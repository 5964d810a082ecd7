//! Pieces module - Tetromino shapes and the shape catalog
//!
//! Every piece kind owns a literal, precomputed list of rotation states. The
//! tables are not derived by rotating coordinates: together with the simple
//! horizontal kick list they reproduce the classic kick behavior exactly.

use crate::rng::Randomizer;
use crate::types::{Color, PieceKind};

/// Offset of a single mino relative to piece origin
pub type MinoOffset = (i8, i8);

/// Shape of a piece - 4 mino offsets from piece origin
pub type PieceShape = [MinoOffset; 4];

/// An immutable catalog entry: kind, rotation states and display color.
#[derive(Debug, PartialEq, Eq, Hash)]
pub struct Piece {
    pub kind: PieceKind,
    pub rotations: &'static [PieceShape],
    pub color: Color,
}

impl Piece {
    /// Shape for a rotation index, wrapping out-of-range indices.
    pub fn shape(&self, rotation: usize) -> &'static PieceShape {
        &self.rotations[rotation % self.rotations.len()]
    }

    /// Number of distinct rotation states (1 for O, 4 otherwise).
    pub fn rotation_count(&self) -> usize {
        self.rotations.len()
    }
}

static I_PIECE: Piece = Piece {
    kind: PieceKind::I,
    color: Color::Cyan,
    rotations: &[
        [(-1, 0), (0, 0), (1, 0), (2, 0)],
        [(0, -1), (0, 0), (0, 1), (0, 2)],
        [(-1, 1), (0, 1), (1, 1), (2, 1)],
        [(1, -1), (1, 0), (1, 1), (1, 2)],
    ],
};

static O_PIECE: Piece = Piece {
    kind: PieceKind::O,
    color: Color::Yellow,
    rotations: &[[(0, 0), (1, 0), (0, 1), (1, 1)]],
};

static T_PIECE: Piece = Piece {
    kind: PieceKind::T,
    color: Color::Magenta,
    rotations: &[
        [(-1, 0), (0, 0), (1, 0), (0, 1)],
        [(0, -1), (0, 0), (0, 1), (-1, 0)],
        [(-1, 0), (0, 0), (1, 0), (0, -1)],
        [(0, -1), (0, 0), (0, 1), (1, 0)],
    ],
};

static S_PIECE: Piece = Piece {
    kind: PieceKind::S,
    color: Color::Green,
    rotations: &[
        [(-1, 1), (0, 1), (0, 0), (1, 0)],
        [(0, -1), (0, 0), (1, 0), (1, 1)],
        [(-1, 1), (0, 1), (0, 0), (1, 0)],
        [(0, -1), (0, 0), (1, 0), (1, 1)],
    ],
};

static Z_PIECE: Piece = Piece {
    kind: PieceKind::Z,
    color: Color::Red,
    rotations: &[
        [(-1, 0), (0, 0), (0, 1), (1, 1)],
        [(1, -1), (1, 0), (0, 0), (0, 1)],
        [(-1, 0), (0, 0), (0, 1), (1, 1)],
        [(1, -1), (1, 0), (0, 0), (0, 1)],
    ],
};

static J_PIECE: Piece = Piece {
    kind: PieceKind::J,
    color: Color::Blue,
    rotations: &[
        [(-1, 0), (0, 0), (1, 0), (1, 1)],
        [(0, -1), (0, 0), (0, 1), (-1, 1)],
        [(-1, -1), (-1, 0), (0, 0), (1, 0)],
        [(1, -1), (0, -1), (0, 0), (0, 1)],
    ],
};

static L_PIECE: Piece = Piece {
    kind: PieceKind::L,
    color: Color::White,
    rotations: &[
        [(-1, 0), (0, 0), (1, 0), (-1, 1)],
        [(0, -1), (0, 0), (0, 1), (-1, -1)],
        [(-1, 0), (0, 0), (1, 0), (1, -1)],
        [(0, -1), (0, 0), (0, 1), (1, 1)],
    ],
};

/// Get the catalog entry for a piece kind
pub fn piece_for(kind: PieceKind) -> &'static Piece {
    match kind {
        PieceKind::I => &I_PIECE,
        PieceKind::O => &O_PIECE,
        PieceKind::T => &T_PIECE,
        PieceKind::S => &S_PIECE,
        PieceKind::Z => &Z_PIECE,
        PieceKind::J => &J_PIECE,
        PieceKind::L => &L_PIECE,
    }
}

/// Uniformly pick one of the seven kinds using the injected randomizer.
pub fn random_piece<R: Randomizer + ?Sized>(rng: &mut R) -> &'static Piece {
    let idx = rng.next_range(PieceKind::ALL.len() as u32) as usize % PieceKind::ALL.len();
    piece_for(PieceKind::ALL[idx])
}

/// Index of the rotation state after `current`, wrapping around.
pub fn next_rotation_index(piece: &Piece, current: usize) -> usize {
    (current + 1) % piece.rotation_count()
}
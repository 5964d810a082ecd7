//! Terminal input module.
//!
//! Maps `crossterm` key events onto [`InputCommand`]s. Game intents wrap a
//! [`crate::types::GameAction`]; restart and quit are handled by the driver and
//! never reach the engine.

pub mod map;

pub use tuitris_types as types;

pub use map::{map_key_event, should_quit, InputCommand};
//! Terminal "game renderer" module.
//!
//! This is a small, game-oriented rendering layer for terminal gameplay.
//! It renders into a simple framebuffer that can be flushed to a terminal
//! backend, rather than going through a widget/layout toolkit.
//!
//! - [`game_view`]: playfield, ghost, side panel and pause overlay
//! - [`game_over_view`]: final score, name prompt and high-score table
//! - [`renderer`]: diffing crossterm flush of a [`FrameBuffer`]

pub mod fb;
pub mod game_over_view;
pub mod game_view;
pub mod renderer;

pub use tuitris_core as core;
pub use tuitris_highscore as highscore;
pub use tuitris_types as types;

pub use fb::{Cell, CellStyle, FrameBuffer, Rgb};
pub use game_over_view::{GameOverView, NamePrompt};
pub use game_view::{ghost_position, preview_grid, GameView, Viewport, MIN_VIEWPORT};
pub use renderer::{encode_diff_into, encode_full_into, TerminalRenderer};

########################################

What to do
Reproduce every record word for word.

The completed task
repository 5964d810a082ecd7
//! Pieces module - Tetromino shapes and the shape catalog
//!
//! Every piece kind owns a literal, precomputed list of rotation states. The
//! tables are not derived by rotating coordinates: together with the simple
//! horizontal kick list they reproduce the classic kick behavior exactly.

use crate::rng::Randomizer;
use crate::types::{Color, PieceKind};

/// Offset of a single mino relative to piece origin
pub type MinoOffset = (i8, i8);

/// Shape of a piece - 4 mino offsets from piece origin
pub type PieceShape = [MinoOffset; 4];

/// An immutable catalog entry: kind, rotation states and display color.
#[derive(Debug, PartialEq, Eq, Hash)]
pub struct Piece {
    pub kind: PieceKind,
    pub rotations: &'static [PieceShape],
    pub color: Color,
}

impl Piece {
    /// Shape for a rotation index, wrapping out-of-range indices.
    pub fn shape(&self, rotation: usize) -> &'static PieceShape {
        &self.rotations[rotation % self.rotations.len()]
    }

    /// Number of distinct rotation states (1 for O, 4 otherwise).
    pub fn rotation_count(&self) -> usize {
        self.rotations.len()
    }
}

static I_PIECE: Piece = Piece {
    kind: PieceKind::I,
    color: Color::Cyan,
    rotations: &[
        [(-1, 0), (0, 0), (1, 0), (2, 0)],
        [(0, -1), (0, 0), (0, 1), (0, 2)],
        [(-1, 1), (0, 1), (1, 1), (2, 1)],
        [(1, -1), (1, 0), (1, 1), (1, 2)],
    ],
};

static O_PIECE: Piece = Piece {
    kind: PieceKind::O,
    color: Color::Yellow,
    rotations: &[[(0, 0), (1, 0), (0, 1), (1, 1)]],
};

static T_PIECE: Piece = Piece {
    kind: PieceKind::T,
    color: Color::Magenta,
    rotations: &[
        [(-1, 0), (0, 0), (1, 0), (0, 1)],
        [(0, -1), (0, 0), (0, 1), (-1, 0)],
        [(-1, 0), (0, 0), (1, 0), (0, -1)],
        [(0, -1), (0, 0), (0, 1), (1, 0)],
    ],
};

static S_PIECE: Piece = Piece {
    kind: PieceKind::S,
    color: Color::Green,
    rotations: &[
        [(-1, 1), (0, 1), (0, 0), (1, 0)],
        [(0, -1), (0, 0), (1, 0), (1, 1)],
        [(-1, 1), (0, 1), (0, 0), (1, 0)],
        [(0, -1), (0, 0), (1, 0), (1, 1)],
    ],
};

static Z_PIECE: Piece = Piece {
    kind: PieceKind::Z,
    color: Color::Red,
    rotations: &[
        [(-1, 0), (0, 0), (0, 1), (1, 1)],
        [(1, -1), (1, 0), (0, 0), (0, 1)],
        [(-1, 0), (0, 0), (0, 1), (1, 1)],
        [(1, -1), (1, 0), (0, 0), (0, 1)],
    ],
};

static J_PIECE: Piece = Piece {
    kind: PieceKind::J,
    color: Color::Blue,
    rotations: &[
        [(-1, 0), (0, 0), (1, 0), (1, 1)],
        [(0, -1), (0, 0), (0, 1), (-1, 1)],
        [(-1, -1), (-1, 0), (0, 0), (1, 0)],
        [(1, -1), (0, -1), (0, 0), (0, 1)],
    ],
};

static L_PIECE: Piece = Piece {
    kind: PieceKind::L,
    color: Color::White,
    rotations: &[
        [(-1, 0), (0, 0), (1, 0), (-1, 1)],
        [(0, -1), (0, 0), (0, 1), (-1, -1)],
        [(-1, 0), (0, 0), (1, 0), (1, -1)],
        [(0, -1), (0, 0), (0, 1), (1, 1)],
    ],
};

/// Get the catalog entry for a piece kind
pub fn piece_for(kind: PieceKind) -> &'static Piece {
    match kind {
        PieceKind::I => &I_PIECE,
        PieceKind::O => &O_PIECE,
        PieceKind::T => &T_PIECE,
        PieceKind::S => &S_PIECE,
        PieceKind::Z => &Z_PIECE,
        PieceKind::J => &J_PIECE,
        PieceKind::L => &L_PIECE,
    }
}

/// Uniformly pick one of the seven kinds using the injected randomizer.
pub fn random_piece<R: Randomizer + ?Sized>(rng: &mut R) -> &'static Piece {
    let idx = rng.next_range(PieceKind::ALL.len() as u32) as usize % PieceKind::ALL.len();
    piece_for(PieceKind::ALL[idx])
}

/// Index of the rotation state after `current`, wrapping around.
pub fn next_rotation_index(piece: &Piece, current: usize) -> usize {
    (current + 1) % piece.rotation_count()
}
repository 5964d810a082ecd7
//! Terminal input module.
//!
//! Maps `crossterm` key events onto [`InputCommand`]s. Game intents wrap a
//! [`crate::types::GameAction`]; restart and quit are handled by the driver and
//! never reach the engine.

pub mod map;

pub use tuitris_types as types;

pub use map::{map_key_event, should_quit, InputCommand};
//! Terminal "game renderer" module.
//!
//! This is a small, game-oriented rendering layer for terminal gameplay.
//! It renders into a simple framebuffer that can be flushed to a terminal
//! backend, rather than going through a widget/layout toolkit.
//!
//! - [`game_view`]: playfield, ghost, side panel and pause overlay
//! - [`game_over_view`]: final score, name prompt and high-score table
//! - [`renderer`]: diffing crossterm flush of a [`FrameBuffer`]

pub mod fb;
pub mod game_over_view;
pub mod game_view;
pub mod renderer;

pub use tuitris_core as core;
pub use tuitris_highscore as highscore;
pub use tuitris_types as types;

pub use fb::{Cell, CellStyle, FrameBuffer, Rgb};
pub use game_over_view::{GameOverView, NamePrompt};
pub use game_view::{ghost_position, preview_grid, GameView, Viewport, MIN_VIEWPORT};
pub use renderer::{encode_diff_into, encode_full_into, TerminalRenderer};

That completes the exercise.